======== Records provided
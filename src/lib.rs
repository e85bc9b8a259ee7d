//! `fileproc` is a small library for onboarding file-based data sources: it scans a directory
//! for flat files (spreadsheets, delimited text, mail exports), loads each into an in-memory
//! [`types::DataSet`], and dispatches the dataset to a user-declared processing routine via an
//! externally supplied configuration document.
//!
//! The primary entrypoint is [`FileProcessor`], which ties the three steps together; each step
//! is also available standalone ([`scanner::list_files`], [`loading::load_from_path`],
//! [`dispatch::ProcessorRegistry::process`]).
//!
//! ## What you can load
//!
//! **File formats (selected by extension):**
//!
//! - **Excel workbooks**: `.xls`, `.xlsx`
//! - **Delimited text**: `.csv` (comma), `.txt` (tab)
//! - **Mail/HTML exports**: `.eml`, `.html` (largest `<table>` in the document)
//!
//! Loading is schema-less: the file's header row names the columns and each cell becomes a
//! typed [`types::Value`] (`Int64`, `Float64`, `Bool`, `Utf8`, with empties as `Null`).
//!
//! ## Quick example
//!
//! ```no_run
//! use fileproc::FileProcessor;
//!
//! # fn main() -> Result<(), fileproc::ProcessingError> {
//! let processor = FileProcessor::new("FilesForUpload");
//! let config = "processors/processors.yml";
//!
//! for (file, exts) in processor.files()? {
//!     let df = processor.load(&file, &exts[0])?;
//!     let df = processor.process(&file, df, config)?;
//!     if df.is_empty() {
//!         eprintln!("no processing applied to {}", file.display());
//!     }
//! }
//! # Ok(())
//! # }
//! ```
//!
//! ## The configuration document
//!
//! YAML keyed by logical file name (exact base name including extension), declaring which
//! capability group and routine handles the file:
//!
//! ```yaml
//! "MyExcel.xlsx":
//!   class: "_fundingcorp"
//!   method: "avg_bal_tb"
//! ```
//!
//! A missing entry for a processed file is a configuration error. An entry whose `method`
//! matches no registered routine degrades to the empty-dataset sentinel (zero rows, zero
//! columns) so a batch keeps running; use [`dispatch::config::validate`] to surface such
//! entries as warnings up front.
//!
//! ## Modules
//!
//! - [`scanner`]: directory listing filtered to loadable extensions
//! - [`loading`]: the load adapter over heterogeneous file formats, plus session-log observers
//! - [`dispatch`]: the processor registry, configuration reader and capability groups
//! - [`processor`]: the [`FileProcessor`] facade
//! - [`types`]: in-memory dataset types
//! - [`error`]: the shared error type

pub mod dispatch;
pub mod error;
pub mod loading;
pub mod processor;
pub mod scanner;
pub mod types;

pub use error::{ProcessingError, ProcessingResult};
pub use processor::FileProcessor;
================
Activity. Repeat only what lies between the first line of the data and the line containing "together; each step", both of those lines included, exactly as it stands.

The completed task.
filename src/lib.rs
repository e85bc9b8a259ee7d
//! `fileproc` is a small library for onboarding file-based data sources: it scans a directory
//! for flat files (spreadsheets, delimited text, mail exports), loads each into an in-memory
//! [`types::DataSet`], and dispatches the dataset to a user-declared processing routine via an
//! externally supplied configuration document.
//!
//! The primary entrypoint is [`FileProcessor`], which ties the three steps together; each step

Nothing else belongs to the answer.